Meditation is a very simple practice that people overcomplicate. This article focuses on breathing meditation, where you focus on your breath.
Meditation is a practice many struggle to incorporate into their daily life. Mainly this happens because we overcomplicate and overthink it. We tend to believe that we havr to sit up straight, to have our mind completely blank and if none of this happens, we give up. But meditation doesn't have to be this difficult.
Today we break down two common struggles of this beneficial poractice: how to sit and what to do.
How to sit:
The biggest thing to remember is to try to keep your back straight. Many schools of meditation preach that your back should be completely straight but if it's too difficult to hold, try sitting on a chair or just up against a wall and work slowly towards keeping your back straight without extra support. Don't be too tough on yourself. If you feel like sitting on a chair is easier for your practice, do that.

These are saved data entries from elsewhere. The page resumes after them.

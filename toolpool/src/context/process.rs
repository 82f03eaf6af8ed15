//! Subprocess execution context.
//!
//! Each context is one child process speaking the framed JSON protocol over
//! its stdin/stdout. Three background tasks serve it:
//!
//! - writer: owns stdin, writes queued [`ContextRequest`]s
//! - stderr: keeps the last lines of stderr for crash diagnostics
//! - supervisor: owns the child and stdout, forwards replies as
//!   [`ContextEvent`](super::ContextEvent)s, enforces the ready deadline and
//!   the memory limit, and reports exactly one crash if the child dies
//!
//! The child gets a clean environment: only `PATH` plus whatever the spawner
//! was configured with.

use std::collections::VecDeque;
use std::path::PathBuf;
use std::process::Stdio;
use std::sync::{Arc, Mutex as StdMutex};
use std::time::Duration;

use futures::{SinkExt, StreamExt};
use tokio::io::{AsyncBufReadExt, BufReader};
use tokio::process::{Child, ChildStderr, ChildStdin, ChildStdout, Command};
use tokio::sync::{mpsc, oneshot};
use tokio::time::MissedTickBehavior;
use tokio_util::codec::{FramedRead, FramedWrite};
use tracing::{debug, info, trace, warn};

use super::memory::{self, MEMORY_POLL_INTERVAL};
use super::{ContextSpawnConfig, ContextSpawner, EventSender, ExecutionContext, TaskRequest};
use crate::bridge::codec::JsonCodec;
use crate::bridge::protocol::{ContextRequest, ContextResponse, EntryId};
use crate::error::{ContextError, SpawnError};

const STDERR_TAIL_LINES: usize = 20;

/// Time a closing child gets to report its exit status.
const EXIT_WAIT: Duration = Duration::from_secs(1);

/// Time a child gets to exit on its own after a `Shutdown` request.
const SHUTDOWN_GRACE: Duration = Duration::from_secs(2);

/// Time between SIGTERM and SIGKILL.
const TERM_GRACE: Duration = Duration::from_secs(1);

const FALLBACK_PATH: &str = "/usr/local/bin:/usr/bin:/bin";

/// Spawns one child process per context.
#[derive(Debug, Clone)]
pub struct ProcessSpawner {
    program: PathBuf,
    args: Vec<String>,
    envs: Vec<(String, String)>,
}

impl ProcessSpawner {
    pub fn new(program: impl Into<PathBuf>) -> Self {
        Self {
            program: program.into(),
            args: Vec::new(),
            envs: Vec::new(),
        }
    }

    pub fn with_args<I, S>(mut self, args: I) -> Self
    where
        I: IntoIterator<Item = S>,
        S: Into<String>,
    {
        self.args.extend(args.into_iter().map(Into::into));
        self
    }

    /// Pass an extra variable through the otherwise cleared environment.
    pub fn with_env(mut self, key: impl Into<String>, value: impl Into<String>) -> Self {
        self.envs.push((key.into(), value.into()));
        self
    }

    pub fn program(&self) -> &std::path::Path {
        &self.program
    }
}

impl ContextSpawner for ProcessSpawner {
    fn spawn(&self, config: ContextSpawnConfig) -> Result<Box<dyn ExecutionContext>, SpawnError> {
        let entry_id = config.entry_id;
        let path = std::env::var("PATH").unwrap_or_else(|_| FALLBACK_PATH.to_string());

        let mut child = Command::new(&self.program)
            .args(&self.args)
            .env_clear()
            .env("PATH", path)
            .envs(self.envs.iter().map(|(k, v)| (k.as_str(), v.as_str())))
            .stdin(Stdio::piped())
            .stdout(Stdio::piped())
            .stderr(Stdio::piped())
            .kill_on_drop(true)
            .spawn()?;

        let stdin = child
            .stdin
            .take()
            .ok_or_else(|| SpawnError::Other("child stdin not captured".to_string()))?;
        let stdout = child
            .stdout
            .take()
            .ok_or_else(|| SpawnError::Other("child stdout not captured".to_string()))?;
        let stderr = child
            .stderr
            .take()
            .ok_or_else(|| SpawnError::Other("child stderr not captured".to_string()))?;
        let pid = child.id();

        let (request_tx, request_rx) = mpsc::unbounded_channel();
        let (write_failed_tx, write_failed_rx) = oneshot::channel();
        let (terminate_tx, terminate_rx) = oneshot::channel();

        // Queued before the writer starts, so it is always the first frame.
        let _ = request_tx.send(ContextRequest::Init {
            entry_id,
            memory_limit_mb: config.memory_limit_mb,
            task_timeout_ms: config.task_timeout.as_millis() as u64,
        });

        let tail = StderrTail::default();
        tokio::spawn(write_requests(stdin, request_rx, write_failed_tx));
        tokio::spawn(collect_stderr(stderr, tail.clone(), entry_id));
        tokio::spawn(supervise(Supervision {
            child,
            reader: FramedRead::new(stdout, JsonCodec::new()),
            terminate_rx,
            write_failed_rx,
            events: config.events,
            tail,
            memory_limit_mb: config.memory_limit_mb,
            spawn_timeout: config.spawn_timeout,
        }));

        info!(
            entry = %entry_id,
            pid = ?pid,
            program = %self.program.display(),
            "Spawned execution context"
        );

        Ok(Box::new(ProcessContext {
            entry_id,
            pid,
            requests: request_tx,
            terminate: Some(terminate_tx),
        }))
    }
}

#[derive(Debug, Clone, Copy, PartialEq, Eq)]
enum Termination {
    Graceful,
    Kill,
}

/// Handle to a running child process.
///
/// Dropping it kills the child.
pub struct ProcessContext {
    entry_id: EntryId,
    pid: Option<u32>,
    requests: mpsc::UnboundedSender<ContextRequest>,
    terminate: Option<oneshot::Sender<Termination>>,
}

impl ProcessContext {
    fn signal(&mut self, termination: Termination) {
        if let Some(tx) = self.terminate.take() {
            // Err means the supervisor already finished with the child.
            let _ = tx.send(termination);
        }
    }
}

impl ExecutionContext for ProcessContext {
    fn dispatch(&mut self, task: TaskRequest) -> Result<(), ContextError> {
        if self.terminate.is_none() {
            return Err(ContextError::Closed);
        }
        trace!(entry = %self.entry_id, task_id = %task.task_id, "Dispatching task");
        self.requests
            .send(ContextRequest::Task {
                task_id: task.task_id,
                payload: task.payload,
            })
            .map_err(|_| ContextError::Closed)
    }

    fn terminate(&mut self) {
        debug!(entry = %self.entry_id, pid = ?self.pid, "Terminating context");
        self.signal(Termination::Kill);
    }

    fn shutdown(&mut self) {
        debug!(entry = %self.entry_id, pid = ?self.pid, "Shutting down context");
        let _ = self.requests.send(ContextRequest::Shutdown);
        self.signal(Termination::Graceful);
    }
}

impl Drop for ProcessContext {
    fn drop(&mut self) {
        self.signal(Termination::Kill);
    }
}

/// Last lines a child wrote to stderr.
#[derive(Debug, Clone, Default)]
struct StderrTail {
    lines: Arc<StdMutex<VecDeque<String>>>,
}

impl StderrTail {
    fn push(&self, line: String) {
        if let Ok(mut lines) = self.lines.lock() {
            if lines.len() == STDERR_TAIL_LINES {
                lines.pop_front();
            }
            lines.push_back(line);
        }
    }

    fn joined(&self) -> String {
        match self.lines.lock() {
            Ok(lines) => lines.iter().map(String::as_str).collect::<Vec<_>>().join("\n"),
            Err(_) => String::new(),
        }
    }
}

async fn write_requests(
    stdin: ChildStdin,
    mut requests: mpsc::UnboundedReceiver<ContextRequest>,
    write_failed: oneshot::Sender<String>,
) {
    let mut writer = FramedWrite::new(stdin, JsonCodec::<ContextRequest>::new());
    while let Some(request) = requests.recv().await {
        let is_shutdown = matches!(request, ContextRequest::Shutdown);
        if let Err(e) = writer.send(request).await {
            if !is_shutdown {
                let _ = write_failed.send(format!("failed to write to context: {e}"));
            }
            return;
        }
        if is_shutdown {
            // Dropping stdin gives the child EOF as well.
            return;
        }
    }
}

async fn collect_stderr(stderr: ChildStderr, tail: StderrTail, entry: EntryId) {
    let mut lines = BufReader::new(stderr).lines();
    while let Ok(Some(line)) = lines.next_line().await {
        debug!(target: "toolpool::context::stderr", entry = %entry, "{}", line);
        tail.push(line);
    }
}

struct Supervision {
    child: Child,
    reader: FramedRead<ChildStdout, JsonCodec<ContextResponse>>,
    terminate_rx: oneshot::Receiver<Termination>,
    write_failed_rx: oneshot::Receiver<String>,
    events: EventSender,
    tail: StderrTail,
    memory_limit_mb: u64,
    spawn_timeout: Duration,
}

async fn supervise(s: Supervision) {
    let Supervision {
        mut child,
        mut reader,
        mut terminate_rx,
        mut write_failed_rx,
        events,
        tail,
        memory_limit_mb,
        spawn_timeout,
    } = s;

    let entry = events.entry_id();
    let pid = child.id();
    let mut ready = false;
    let mut writer_done = false;

    let ready_deadline = tokio::time::sleep(spawn_timeout);
    tokio::pin!(ready_deadline);

    let mut memory_tick = tokio::time::interval(MEMORY_POLL_INTERVAL);
    memory_tick.set_missed_tick_behavior(MissedTickBehavior::Delay);

    let reason = loop {
        tokio::select! {
            biased;

            termination = &mut terminate_rx => {
                // A dropped handle means nobody will ever stop us gracefully.
                let termination = termination.unwrap_or(Termination::Kill);
                stop_child(&mut child, termination, entry).await;
                return;
            }

            failed = &mut write_failed_rx, if !writer_done => {
                writer_done = true;
                if let Ok(reason) = failed {
                    break reason;
                }
            }

            msg = reader.next() => match msg {
                Some(Ok(response)) => {
                    if let Some(reason) = handshake_violation(ready, entry, &response) {
                        break reason;
                    }
                    match response {
                        ContextResponse::Ready { .. } => {
                            ready = true;
                            debug!(%entry, pid = ?pid, "Context ready");
                        }
                        ContextResponse::Success { task_id, data } => {
                            events.success(task_id, data);
                        }
                        ContextResponse::Error { task_id, error } => {
                            events.error(task_id, error);
                        }
                    }
                }
                Some(Err(e)) => break format!("invalid frame from context: {e}"),
                None => break exit_reason(&mut child).await,
            },

            _ = &mut ready_deadline, if !ready => {
                break format!("context not ready after {}ms", spawn_timeout.as_millis());
            }

            _ = memory_tick.tick(), if memory_limit_mb > 0 => {
                if let Some(pid) = pid {
                    let rss = memory::rss_kib(pid);
                    if memory::exceeds_limit(rss, memory_limit_mb) {
                        break format!(
                            "memory limit exceeded ({} KiB > {} MiB)",
                            rss.unwrap_or_default(),
                            memory_limit_mb
                        );
                    }
                }
            }
        }
    };

    if let Err(e) = child.start_kill() {
        trace!(%entry, error = %e, "Kill after crash failed, child already gone");
    }
    let _ = child.wait().await;

    let stderr = tail.joined();
    if stderr.is_empty() {
        warn!(%entry, %reason, "Context crashed");
    } else {
        warn!(%entry, %reason, %stderr, "Context crashed");
    }
    events.crash(reason);
}

/// Crash reason for a reply that breaks the `Ready`-first handshake.
fn handshake_violation(ready: bool, entry: EntryId, response: &ContextResponse) -> Option<String> {
    match response {
        ContextResponse::Ready { .. } if ready => Some("context sent a second ready".to_string()),
        ContextResponse::Ready { entry_id } if *entry_id != entry => Some(format!(
            "context reported entry {entry_id}, expected {entry}"
        )),
        ContextResponse::Ready { .. } => None,
        _ if !ready => Some(match response.task_id() {
            Some(task_id) => format!("context replied for task {task_id} before ready"),
            None => "context replied before ready".to_string(),
        }),
        _ => None,
    }
}

async fn exit_reason(child: &mut Child) -> String {
    match tokio::time::timeout(EXIT_WAIT, child.wait()).await {
        Ok(Ok(status)) => format!("context exited ({status})"),
        Ok(Err(e)) => format!("context closed its output, wait failed: {e}"),
        Err(_) => "context closed its output".to_string(),
    }
}

async fn stop_child(child: &mut Child, termination: Termination, entry: EntryId) {
    if termination == Termination::Graceful {
        if let Ok(status) = tokio::time::timeout(SHUTDOWN_GRACE, child.wait()).await {
            debug!(%entry, ?status, "Context exited");
            return;
        }
        #[cfg(unix)]
        send_sigterm(child.id(), entry);
        if let Ok(status) = tokio::time::timeout(TERM_GRACE, child.wait()).await {
            debug!(%entry, ?status, "Context exited after SIGTERM");
            return;
        }
        warn!(%entry, "Context ignored shutdown, killing");
    }

    if let Err(e) = child.start_kill() {
        trace!(%entry, error = %e, "Kill failed, child already gone");
    }
    let _ = child.wait().await;
    debug!(%entry, "Context killed");
}

#[cfg(unix)]
fn send_sigterm(pid: Option<u32>, entry: EntryId) {
    use nix::sys::signal::{Signal, kill};
    use nix::unistd::Pid;

    let Some(pid) = pid else { return };
    if let Err(e) = kill(Pid::from_raw(pid as i32), Signal::SIGTERM) {
        debug!(%entry, pid, error = %e, "SIGTERM failed");
    }
}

Your eyes can be either closed or open. Again, the goal of this whole “meditation” thing is to work out your attention muscle. If you find you can concentrate better on your breath with your eyes closed, as many people do, then it’s probably best to keep them closed.
Don’t worry about your hands. Some people like to form circles with their thumb and another finger, but that doesn’t really matter. Place your hands the way you feel most comfortable.
Place your legs however you want. Your legs should feel comfortable as well. You don't need to sit in a lotus position. Just sit the way you feel you'll be comfortable enough for a few minutes.
What to do:
As you move your focus around, you point it at everything you give attention to in your life, from your smartphone to a conversation you’re having. And a lot of the time, you direct it at more than one thing at a time. Our mind is a multi-tasker after all.
Meditation takes that “spotlight” that is your attention and it points it directly at your breath. So that’s all well and good, but what do you do, exactly? Five things:
1. Get comfortable
2. Start your timer
3. Bring your attention/focus to your breath: you can focus on any element of your breath that you want – from how the air feels as it enters and exits your nose, to how the air feels as you inflate and deflate your lungs, to the sensation under your nose as you breathe in and out, to the sound you make as you breathe.
4. Let your thoughts go. Not thinking is not an option, but try to acknowledge your thoughts and just let them go, like watching a cloud float away.
5. Bring your attention back to your mind when it wanders: And it will. When your mind wanders, and it will gently bring your attention back to your breath once you realize that your mind has wandered.